/// Verdict formatting: human-readable and JSON (NDJSON) modes.
///
/// - **Human mode** (default): a bare `true`/`false` per verdict; showcase
///   rows are tagged `[PASS]`/`[FAIL]`, colored when enabled.
/// - **JSON mode**: each verdict or showcase row is one single-line JSON
///   object.
///
/// Verdicts go to stdout. Timing (verbose mode) goes to stderr.
use std::io::{IsTerminal as _, Write};
use std::time::Duration;

use cyclecheck_core::{ShowcaseCase, Vertex};
use serde::Serialize;

use crate::OutputFormat;

// ---------------------------------------------------------------------------
// Color support detection
// ---------------------------------------------------------------------------

/// Returns `true` if ANSI color codes should be written to stdout.
///
/// Off when `no_color_flag` is set, when `NO_COLOR` is present in the
/// environment, or when stdout is not a TTY.
pub fn colors_enabled(no_color_flag: bool) -> bool {
    if no_color_flag || std::env::var_os("NO_COLOR").is_some() {
        return false;
    }
    std::io::stdout().is_terminal()
}

const ANSI_RED: &str = "\x1b[31m";
const ANSI_GREEN: &str = "\x1b[32m";
const ANSI_RESET: &str = "\x1b[0m";

// ---------------------------------------------------------------------------
// FormatterConfig
// ---------------------------------------------------------------------------

/// Resolved output settings shared by all commands.
#[derive(Debug, Clone, Copy)]
pub struct FormatterConfig {
    /// Output mode.
    pub format: OutputFormat,
    /// Emit ANSI color codes in human mode.
    pub colors: bool,
    /// Write nothing to stdout.
    pub quiet: bool,
    /// Write timing to stderr.
    pub verbose: bool,
}

impl FormatterConfig {
    /// Builds a [`FormatterConfig`] from the raw CLI flags.
    pub fn from_flags(format: OutputFormat, no_color: bool, quiet: bool, verbose: bool) -> Self {
        Self {
            format,
            colors: colors_enabled(no_color),
            quiet,
            verbose,
        }
    }
}

// ---------------------------------------------------------------------------
// Records
// ---------------------------------------------------------------------------

/// JSON form of a single verdict.
#[derive(Debug, Serialize)]
struct VerdictRecord {
    is_cycle: bool,
    edges: usize,
}

/// JSON form of one showcase row.
#[derive(Debug, Serialize)]
struct ShowcaseRecord<'a> {
    description: &'a str,
    from: &'a [Vertex],
    to: &'a [Vertex],
    expected: bool,
    actual: bool,
    pass: bool,
}

fn json_line<W: Write, T: Serialize>(writer: &mut W, record: &T) -> std::io::Result<()> {
    serde_json::to_writer(&mut *writer, record).map_err(std::io::Error::other)?;
    writeln!(writer)
}

// ---------------------------------------------------------------------------
// Writers
// ---------------------------------------------------------------------------

/// Writes the verdict for an edge list of `edge_count` edges.
///
/// Human: `true` or `false`. JSON: `{"is_cycle":true,"edges":3}`.
/// Nothing is written in quiet mode.
///
/// # Errors
///
/// Returns an error only if writing to `writer` fails.
pub fn write_verdict<W: Write>(
    writer: &mut W,
    is_cycle: bool,
    edge_count: usize,
    config: &FormatterConfig,
) -> std::io::Result<()> {
    if config.quiet {
        return Ok(());
    }
    match config.format {
        OutputFormat::Human => writeln!(writer, "{is_cycle}"),
        OutputFormat::Json => json_line(
            writer,
            &VerdictRecord {
                is_cycle,
                edges: edge_count,
            },
        ),
    }
}

/// Writes one showcase row.
///
/// Human: `[PASS] cycle of length 3 (from=[3, 1, 2] to=[2, 3, 1]): expected true, got true`.
/// Nothing is written in quiet mode.
///
/// # Errors
///
/// Returns an error only if writing to `writer` fails.
pub fn write_showcase_row<W: Write>(
    writer: &mut W,
    case: &ShowcaseCase,
    actual: bool,
    config: &FormatterConfig,
) -> std::io::Result<()> {
    if config.quiet {
        return Ok(());
    }
    let pass = actual == case.expected;
    match config.format {
        OutputFormat::Human => {
            let (tag, color) = if pass {
                ("[PASS]", ANSI_GREEN)
            } else {
                ("[FAIL]", ANSI_RED)
            };
            if config.colors {
                write!(writer, "{color}{tag}{ANSI_RESET}")?;
            } else {
                write!(writer, "{tag}")?;
            }
            writeln!(
                writer,
                " {} (from={:?} to={:?}): expected {}, got {actual}",
                case.description, case.from, case.to, case.expected
            )
        }
        OutputFormat::Json => json_line(
            writer,
            &ShowcaseRecord {
                description: case.description,
                from: case.from,
                to: case.to,
                expected: case.expected,
                actual,
                pass,
            },
        ),
    }
}

/// Writes `checked N edges in Xms` in verbose mode; a no-op otherwise.
///
/// # Errors
///
/// Returns an error only if writing to `writer` fails.
pub fn write_timing<W: Write>(
    writer: &mut W,
    edge_count: usize,
    duration: Duration,
    config: &FormatterConfig,
) -> std::io::Result<()> {
    if !config.verbose {
        return Ok(());
    }
    writeln!(
        writer,
        "checked {edge_count} {} in {}ms",
        if edge_count == 1 { "edge" } else { "edges" },
        duration.as_millis()
    )
}

// ---------------------------------------------------------------------------
// Tests
// ---------------------------------------------------------------------------
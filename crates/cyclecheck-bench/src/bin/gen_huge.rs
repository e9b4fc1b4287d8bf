//! Generates the huge-tier benchmark fixture to disk.
//!
//! Writes a shuffled one-million-edge single cycle as JSON to
//! `target/bench-fixtures/`; it is loaded by `benches/huge_file.rs` at
//! benchmark time.

use std::error::Error;
use std::fs;
use std::io::BufWriter;

use cyclecheck_bench::{SizeTier, generate_edges, huge_fixture_path};

fn main() -> Result<(), Box<dyn Error>> {
    let json_path = huge_fixture_path();

    if let Some(parent) = json_path.parent() {
        fs::create_dir_all(parent)?;
    }

    eprintln!("Generating Huge tier (1M edges)...");
    let edges = generate_edges(&SizeTier::Huge.config(42));
    eprintln!("Generated {} edges", edges.len());

    eprintln!("Writing JSON to {}...", json_path.display());
    let out = fs::File::create(&json_path)?;
    let writer = BufWriter::new(out);
    serde_json::to_writer(writer, &edges)?;

    let json_meta = fs::metadata(&json_path)?;
    eprintln!("JSON: {:.1} MB", json_meta.len() as f64 / (1024.0 * 1024.0));

    Ok(())
}
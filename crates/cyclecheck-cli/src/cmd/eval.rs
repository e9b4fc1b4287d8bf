//! Implementation of `cyclecheck eval --from <LIST> --to <LIST>`.
//!
//! Labels are comma-separated integers; whitespace around each label is
//! ignored and an empty list is allowed (it is never a cycle).
use cyclecheck_core::{EdgeList, Vertex};

use crate::cmd::report_verdict;
use crate::error::CliError;
use crate::format::FormatterConfig;

/// Runs the `eval` command.
///
/// # Errors
///
/// - [`CliError::InvalidArgument`] — a label is not an integer, or the lists
///   differ in length.
/// - [`CliError::NotACycle`] — the edges do not form a single cycle.
pub fn run(from: &str, to: &str, config: &FormatterConfig) -> Result<(), CliError> {
    let from = parse_labels(from, "--from")?;
    let to = parse_labels(to, "--to")?;
    let edges = EdgeList::new(from, to).map_err(|e| CliError::InvalidArgument {
        flag: "--from/--to",
        detail: e.to_string(),
    })?;
    report_verdict(&edges, config)
}

/// Parses `"3, 1,2"` into `[3, 1, 2]`.
fn parse_labels(list: &str, flag: &'static str) -> Result<Vec<Vertex>, CliError> {
    if list.trim().is_empty() {
        return Ok(Vec::new());
    }
    list.split(',')
        .map(|raw| {
            let label = raw.trim();
            label
                .parse::<Vertex>()
                .map_err(|e| CliError::InvalidArgument {
                    flag,
                    detail: format!("`{label}` is not an integer label: {e}"),
                })
        })
        .collect()
}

TASK INSTRUCTIONS
Count the lines in the material above where the word "VerdictRecord" occurs, and reply with nothing but the number.

RESPONSE AREA
2